• **Assignment**
When the string "const" occurs in a line of the records, show that line.

• **Excerpted data**
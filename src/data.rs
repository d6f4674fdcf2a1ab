use std::sync::Arc;

use tracing::{debug, warn};

use crate::normalize::MediaRecord;
use crate::reddit::{self, ListingOptions, SortOption};

/// Page-size hint sent upstream, independent of how many records are wanted.
pub const UPSTREAM_PAGE_LIMIT: u32 = 100;

#[derive(Debug, Clone, PartialEq, Eq)]
pub struct FetchQuery {
    pub collection: String,
    pub sort: SortOption,
    pub cursor: Option<String>,
    pub required: usize,
}

impl FetchQuery {
    pub fn new(collection: impl Into<String>, sort: SortOption, required: usize) -> Self {
        Self {
            collection: collection.into(),
            sort,
            cursor: None,
            required,
        }
    }

    pub fn with_cursor(mut self, cursor: Option<String>) -> Self {
        self.cursor = cursor;
        self
    }

    /// A query asking for nothing is never sent.
    pub fn is_issuable(&self) -> bool {
        self.required > 0
    }
}

/// One upstream page after normalization.
///
/// `records` only holds entries with a playable source; `raw_count` and
/// `last_cursor` describe the page as the upstream returned it, so callers can
/// tell "nothing playable here" apart from "nothing left".
#[derive(Debug, Clone, Default, PartialEq, Eq)]
pub struct PageResult {
    pub records: Vec<MediaRecord>,
    pub raw_count: usize,
    pub last_cursor: Option<String>,
    pub required: usize,
}

impl PageResult {
    pub fn empty(required: usize) -> Self {
        Self {
            required,
            ..Default::default()
        }
    }

    pub fn from_listing(listing: reddit::Listing<reddit::Post>, required: usize) -> Self {
        let raw_count = listing.children.len();
        let last_cursor = listing
            .children
            .last()
            .map(|thing| thing.data.name.clone())
            .filter(|name| !name.is_empty());
        let records = listing
            .children
            .iter()
            .filter_map(|thing| MediaRecord::from_post(&thing.data))
            .collect();
        Self {
            records,
            raw_count,
            last_cursor,
            required,
        }
    }
}

pub trait FeedService: Send + Sync {
    /// Fetches a single page. Failures are reported as an empty page.
    fn fetch_page(&self, query: &FetchQuery) -> PageResult;
}

pub struct RedditFeedService {
    client: Arc<reddit::Client>,
    upstream_limit: u32,
}

impl RedditFeedService {
    pub fn new(client: Arc<reddit::Client>) -> Self {
        Self {
            client,
            upstream_limit: UPSTREAM_PAGE_LIMIT,
        }
    }

    pub fn with_upstream_limit(mut self, limit: u32) -> Self {
        if limit > 0 {
            self.upstream_limit = limit;
        }
        self
    }
}

impl FeedService for RedditFeedService {
    fn fetch_page(&self, query: &FetchQuery) -> PageResult {
        let opts = ListingOptions {
            after: query.cursor.clone(),
            limit: Some(self.upstream_limit),
        };
        match self
            .client
            .subreddit_listing(&query.collection, query.sort, opts)
        {
            Ok(listing) => {
                let page = PageResult::from_listing(listing, query.required);
                debug!(
                    collection = %query.collection,
                    sort = query.sort.as_str(),
                    cursor = ?query.cursor,
                    raw = page.raw_count,
                    valid = page.records.len(),
                    "fetched listing page"
                );
                page
            }
            Err(err) => {
                warn!(
                    collection = %query.collection,
                    cursor = ?query.cursor,
                    "listing fetch failed, treating as end of listing: {err:#}"
                );
                PageResult::empty(query.required)
            }
        }
    }
}
//! Turns raw listing posts into playable media records.
//!
//! Source selection is first-match over a fixed precedence list: a direct
//! `.mp4` link, a convertible `.gifv`/`.webm` link rewritten to `.mp4`, then
//! the fallback URL of the `secure_media`, `media` and preview video
//! descriptors, in that order. Posts matching none of these are dropped.

use serde::{Deserialize, Serialize};

use crate::reddit::{Post, PostMedia, RedditVideo};

const PLAYABLE_EXTENSION: &str = ".mp4";
const CONVERTIBLE_EXTENSIONS: [&str; 2] = [".gifv", ".webm"];

/// A post that resolved to a playable source.
#[derive(Debug, Clone, PartialEq, Eq, Serialize, Deserialize)]
pub struct MediaRecord {
    #[serde(rename = "src")]
    pub source_url: String,
    pub author: String,
    /// Post fullname; doubles as the listing cursor.
    #[serde(rename = "name")]
    pub id: String,
    pub permalink: String,
    pub title: String,
    #[serde(rename = "thumbnail")]
    pub thumbnail_url: String,
    #[serde(rename = "comments")]
    pub comment_count: i64,
}

impl MediaRecord {
    pub fn from_post(post: &Post) -> Option<Self> {
        let source_url = best_source(post)?;
        Some(Self {
            source_url,
            author: post.author.clone(),
            id: post.name.clone(),
            permalink: post.permalink.clone(),
            title: post.title.clone(),
            thumbnail_url: post.thumbnail.clone(),
            comment_count: post.num_comments,
        })
    }
}

pub fn best_source(post: &Post) -> Option<String> {
    let url = post.url.trim();
    let (path, rest) = split_suffix(url);

    if path.ends_with(PLAYABLE_EXTENSION) {
        return Some(url.to_string());
    }

    for ext in CONVERTIBLE_EXTENSIONS {
        if let Some(stem) = path.strip_suffix(ext) {
            return Some(format!("{stem}{PLAYABLE_EXTENSION}{rest}"));
        }
    }

    fallback_from_media(post.secure_media.as_ref())
        .or_else(|| fallback_from_media(post.media.as_ref()))
        .or_else(|| {
            post.preview
                .as_ref()
                .and_then(|preview| fallback_url(preview.reddit_video_preview.as_ref()))
        })
}

fn fallback_from_media(media: Option<&PostMedia>) -> Option<String> {
    fallback_url(media?.reddit_video.as_ref())
}

fn fallback_url(video: Option<&RedditVideo>) -> Option<String> {
    let url = sanitize_url(&video?.fallback_url);
    if url.is_empty() {
        None
    } else {
        Some(url)
    }
}

// Query string and fragment are carried over untouched when the extension is rewritten.
fn split_suffix(url: &str) -> (&str, &str) {
    match url.find(|c: char| c == '?' || c == '#') {
        Some(idx) => url.split_at(idx),
        None => (url, ""),
    }
}

fn sanitize_url(raw: &str) -> String {
    raw.trim().replace("&amp;", "&")
}

#[cfg(test)]
mod tests {
    use super::*;
    use crate::reddit::Preview;

    fn post(url: &str) -> Post {
        Post {
            id: "abc".into(),
            name: "t3_abc".into(),
            title: "A cat".into(),
            author: "someone".into(),
            url: url.into(),
            permalink: "/r/gifs/comments/abc/a_cat/".into(),
            num_comments: 12,
            thumbnail: "https://b.thumbs.redditmedia.com/abc.jpg".into(),
            ..Default::default()
        }
    }

    fn video(url: &str) -> Option<PostMedia> {
        Some(PostMedia {
            reddit_video: Some(RedditVideo {
                fallback_url: url.into(),
                ..Default::default()
            }),
        })
    }

    #[test]
    fn direct_mp4_is_used_verbatim() {
        let mut p = post("https://i.imgur.com/cat.mp4");
        p.secure_media = video("https://v.redd.it/other.mp4");
        assert_eq!(best_source(&p).as_deref(), Some("https://i.imgur.com/cat.mp4"));
    }

    #[test]
    fn convertible_extensions_become_mp4() {
        let p = post("https://i.imgur.com/cat.gifv");
        assert_eq!(best_source(&p).as_deref(), Some("https://i.imgur.com/cat.mp4"));

        let p = post("https://giant.example.com/clip.webm?raw=1");
        assert_eq!(
            best_source(&p).as_deref(),
            Some("https://giant.example.com/clip.mp4?raw=1")
        );
    }

    #[test]
    fn record_fields_copied_from_post() {
        let p = post("https://i.imgur.com/cat.gifv");
        let record = MediaRecord::from_post(&p).unwrap();
        assert_eq!(record.source_url, "https://i.imgur.com/cat.mp4");
        assert_eq!(record.id, "t3_abc");
        assert_eq!(record.author, "someone");
        assert_eq!(record.title, "A cat");
        assert_eq!(record.permalink, "/r/gifs/comments/abc/a_cat/");
        assert_eq!(record.thumbnail_url, "https://b.thumbs.redditmedia.com/abc.jpg");
        assert_eq!(record.comment_count, 12);
    }

    #[test]
    fn secure_media_wins_over_media() {
        let mut p = post("https://v.redd.it/abc");
        p.media = video("https://v.redd.it/abc/DASH_360.mp4");
        assert_eq!(
            best_source(&p).as_deref(),
            Some("https://v.redd.it/abc/DASH_360.mp4")
        );

        p.secure_media = video("https://v.redd.it/abc/DASH_720.mp4?source=fallback&amp;x=1");
        assert_eq!(
            best_source(&p).as_deref(),
            Some("https://v.redd.it/abc/DASH_720.mp4?source=fallback&x=1")
        );
    }

    #[test]
    fn preview_video_is_last_resort() {
        let mut p = post("https://i.redd.it/still.gif");
        p.preview = Some(Preview {
            enabled: true,
            reddit_video_preview: Some(RedditVideo {
                fallback_url: "https://v.redd.it/prev/DASH_240.mp4".into(),
                ..Default::default()
            }),
        });
        assert_eq!(
            best_source(&p).as_deref(),
            Some("https://v.redd.it/prev/DASH_240.mp4")
        );
    }

    #[test]
    fn posts_without_video_are_dropped() {
        let mut p = post("https://www.reddit.com/r/gifs/comments/abc/");
        p.media = Some(PostMedia { reddit_video: None });
        p.preview = Some(Preview::default());
        assert!(best_source(&p).is_none());
        assert!(MediaRecord::from_post(&p).is_none());
    }
}
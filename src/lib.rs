#![allow(clippy::uninlined_format_args)]

pub mod app;
pub mod config;
pub mod data;
pub mod feed;
pub mod normalize;
pub mod pagination;
pub mod preferences;
pub mod reddit;
pub mod storage;
pub mod view;

pub const VERSION: &str = env!("CARGO_PKG_VERSION");

pub use app::run;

• **Output of the task**
pub const UPSTREAM_PAGE_LIMIT: u32 = 100;
const PLAYABLE_EXTENSION: &str = ".mp4";
const CONVERTIBLE_EXTENSIONS: [&str; 2] = [".gifv", ".webm"];
pub const VERSION: &str = env!("CARGO_PKG_VERSION");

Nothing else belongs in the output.